XXVII / LA FUGA DE NOCHE (5)
Después de dormir un par de horas, despertó, de repente, asustada, y la afligió mucho saber que la había sostenido todo ese tiempo. Pero después de aquel sueño recuperador, pareció efectuarse un cambio en ella. No sólo había desaparecido su gran cansancio, sino también el temor que la perseguía. De la ortiga el Peligro, había arrancado la flor Seguridad, y ahora podía gozar de ella y estaba llena de nueva vida y animación, La inusitada libertad y el ejercicio, junto con el variante paisaje, también tuvieron un efecto estimulador sobre su cuerpo y ánimo. Un nuevo color se esparció por sus pálidas mejillas; las manchas violáceas debajo de los ojos, que anunciaban días intranquilos y noches de desvelo, luego desaparecieron; sonrió brillantemente y estaba muy animada, de modo que durante aquel largo trayecto, ya descansando a la sombra, a mediodía, y galopando a escape sobre el verde césped, no podría haber tenido una compañera más agradable que Demetria. Esta transformación me trajo con frecuencia a la memoria aquellas conmovedoras palabras de Santos, en que describía la mano asoladora de los sufrimientos, y cómo con otra laya de vida su patrona sería “una flor entre mujeres”. Era un consuelo que su afecto para conmigo hubiera sido sólo cariño, eso y nada más. Pero ¿qué iba a hacer con ella cuando llegáramos a Montevideo, sabiendo, como sabía, que mi mujer estaba muy deseosa de volver sin más demora a su país, y resultándome, al mismo tiempo, muy cruel abandonar a la pobre Demetria entre extraños?

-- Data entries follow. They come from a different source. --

use serde::Serialize;

use super::Scope;
use crate::error::{Error, Result};
use crate::types::Item;

/// An entity that belongs to at most one center.
pub trait TenantScoped {
    const ENTITY_TYPE: &'static str;

    fn entity_id(&self) -> &str;

    /// `None` marks shared data.
    fn center_id(&self) -> Option<&str>;
}

impl TenantScoped for Item {
    const ENTITY_TYPE: &'static str = "item";

    fn entity_id(&self) -> &str {
        &self.id
    }

    fn center_id(&self) -> Option<&str> {
        self.center_id.as_deref()
    }
}

#[derive(Debug, Clone, Copy, PartialEq, Eq, Serialize)]
#[serde(rename_all = "snake_case")]
pub enum Mutation {
    Create,
    Update,
    Delete,
}

impl Mutation {
    #[must_use]
    pub fn as_str(self) -> &'static str {
        match self {
            Mutation::Create => "create",
            Mutation::Update => "update",
            Mutation::Delete => "delete",
        }
    }
}

/// Keeps the rows visible under `scope`.
pub fn scope_query<T: TenantScoped>(scope: &Scope, rows: impl IntoIterator<Item = T>) -> Vec<T> {
    rows.into_iter()
        .filter(|row| scope.can_read(row.center_id()))
        .collect()
}

/// Whether `mutation` on `entity` is allowed under `scope`.
///
/// A center-scoped user only ever writes rows of their own center. Shared
/// rows are created and maintained from the global scope.
pub fn authorize_mutation<T: TenantScoped>(scope: &Scope, entity: &T, mutation: Mutation) -> bool {
    let allowed = match scope {
        Scope::AllTenants => true,
        Scope::NoAccess => false,
        Scope::SingleTenant(own) => entity.center_id() == Some(own.as_str()),
    };

    if !allowed {
        tracing::warn!(
            target: "cfpa_gate::authz",
            entity_type = T::ENTITY_TYPE,
            entity_id = entity.entity_id(),
            entity_center = entity.center_id().unwrap_or("shared"),
            scope_center = scope.center_id().unwrap_or("none"),
            action = mutation.as_str(),
            "cross-tenant mutation denied"
        );
    }

    allowed
}

pub fn require_mutation<T: TenantScoped>(scope: &Scope, entity: &T, mutation: Mutation) -> Result<()> {
    if authorize_mutation(scope, entity, mutation) {
        Ok(())
    } else {
        Err(Error::TenantMismatch)
    }
}

/// Center to stamp on a new row.
///
/// Single-center scopes always write into their own center; a different
/// explicit request is rejected. The global scope honors the request as-is.
pub fn assign_center(scope: &Scope, requested: Option<&str>) -> Result<Option<String>> {
    match scope {
        Scope::AllTenants => Ok(requested.map(str::to_string)),
        Scope::SingleTenant(own) => match requested {
            None => Ok(Some(own.clone())),
            Some(center) if center == own => Ok(Some(own.clone())),
            Some(center) => {
                tracing::warn!(target: "cfpa_gate::authz", scope_center = %own, requested = center, "cross-tenant create denied");
                Err(Error::TenantMismatch)
            }
        },
        Scope::NoAccess => Err(Error::TenantMismatch),
    }
}

#[cfg(test)]
mod tests {
    use chrono::Utc;

    use super::*;

    fn item(id: &str, center_id: Option<&str>) -> Item {
        let now = Utc::now();
        Item {
            id: id.to_string(),
            center_id: center_id.map(str::to_string),
            name: format!("item {id}"),
            quantity: 1.0,
            unit: "kg".to_string(),
            created_at: now,
            updated_at: now,
        }
    }

    fn rows() -> Vec<Item> {
        vec![item("a", Some("c1")), item("b", Some("c2")), item("s", None)]
    }

    fn ids(rows: &[Item]) -> Vec<&str> {
        rows.iter().map(|r| r.id.as_str()).collect()
    }

    #[test]
    fn test_scope_query() {
        let single = scope_query(&Scope::SingleTenant("c1".to_string()), rows());
        assert_eq!(ids(&single), vec!["a", "s"]);

        let all = scope_query(&Scope::AllTenants, rows());
        assert_eq!(all.len(), 3);

        assert!(scope_query(&Scope::NoAccess, rows()).is_empty());
    }

    #[test]
    fn test_single_tenant_mutations() {
        let scope = Scope::SingleTenant("c1".to_string());
        let own = item("a", Some("c1"));
        let other = item("b", Some("c2"));
        let shared = item("s", None);

        for m in [Mutation::Create, Mutation::Update, Mutation::Delete] {
            assert!(authorize_mutation(&scope, &own, m));
            assert!(!authorize_mutation(&scope, &other, m));
        }

        for m in [Mutation::Create, Mutation::Update, Mutation::Delete] {
            assert!(!authorize_mutation(&scope, &shared, m));
        }
    }

    #[test]
    fn test_single_tenant_cannot_create_shared_row() {
        let scope = Scope::SingleTenant("c1".to_string());
        let shared = item("s", None);

        assert!(!authorize_mutation(&scope, &shared, Mutation::Create));
        assert!(matches!(
            require_mutation(&scope, &shared, Mutation::Create),
            Err(Error::TenantMismatch)
        ));
        assert!(authorize_mutation(&Scope::AllTenants, &shared, Mutation::Create));
    }

    #[test]
    fn test_global_and_no_access_mutations() {
        let other = item("b", Some("c2"));
        assert!(authorize_mutation(&Scope::AllTenants, &other, Mutation::Delete));
        assert!(!authorize_mutation(&Scope::NoAccess, &other, Mutation::Create));
        assert!(matches!(
            require_mutation(&Scope::NoAccess, &other, Mutation::Update),
            Err(Error::TenantMismatch)
        ));
    }

    #[test]
    fn test_assign_center() {
        let scope = Scope::SingleTenant("c1".to_string());
        assert_eq!(assign_center(&scope, None).unwrap().as_deref(), Some("c1"));
        assert_eq!(assign_center(&scope, Some("c1")).unwrap().as_deref(), Some("c1"));
        assert!(matches!(assign_center(&scope, Some("c2")), Err(Error::TenantMismatch)));

        assert_eq!(assign_center(&Scope::AllTenants, None).unwrap(), None);
        assert_eq!(
            assign_center(&Scope::AllTenants, Some("c2")).unwrap().as_deref(),
            Some("c2")
        );
        assert!(assign_center(&Scope::NoAccess, None).is_err());
    }
}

Encontrando su ánimo tan mejorado, me aventuré a hablarle al respecto; primero se entristeció, pero luego, recobrando valor, me rogó que le permitiésemos acompañarnos a Buenos Aires. La perspectiva de quedarse sola le era intolerable, pues no tenía motivos en Montevideo, y los amigos de su familia estaban todos desterrados o llevando vidas muy retiradas. Al otro lado del Plata estaría con amigos, y a salvo, durante cierto tiempo de su verdugo. Esta proposición me pareció muy cuerda y me alivió considerablemente, aunque, por cierto, sólo servía para allanar la dificultad durante un corto tiempo solamente.
Como a seis leguas de Montevideo, en el departamento de Canelones, encontré la casa de un compatriota llamado Baker, quien había vivido muchos años en el país; era casado y con familia. Llegamos a su estancia en la tarde, y viendo que Demetria estaba sumamente rendida con nuestro largo viaje, le pedí al señor Baker que nos alojara esa noche. Este caballero se portó muy amablemente con nosotros, no haciendo ninguna pregunta indiscreta, y después de conocernos sólo unas pocas horas, en las que nos hicimos amigos, le llevé aparte y le referí la historia de Demetria. Entonces, como hombre de buen corazón, ofreció en el acto alojarla en su propia casa hasta que pudiesen arreglarse sus asuntos en Montevideo, oferta que fue muy gustosamente aceptada.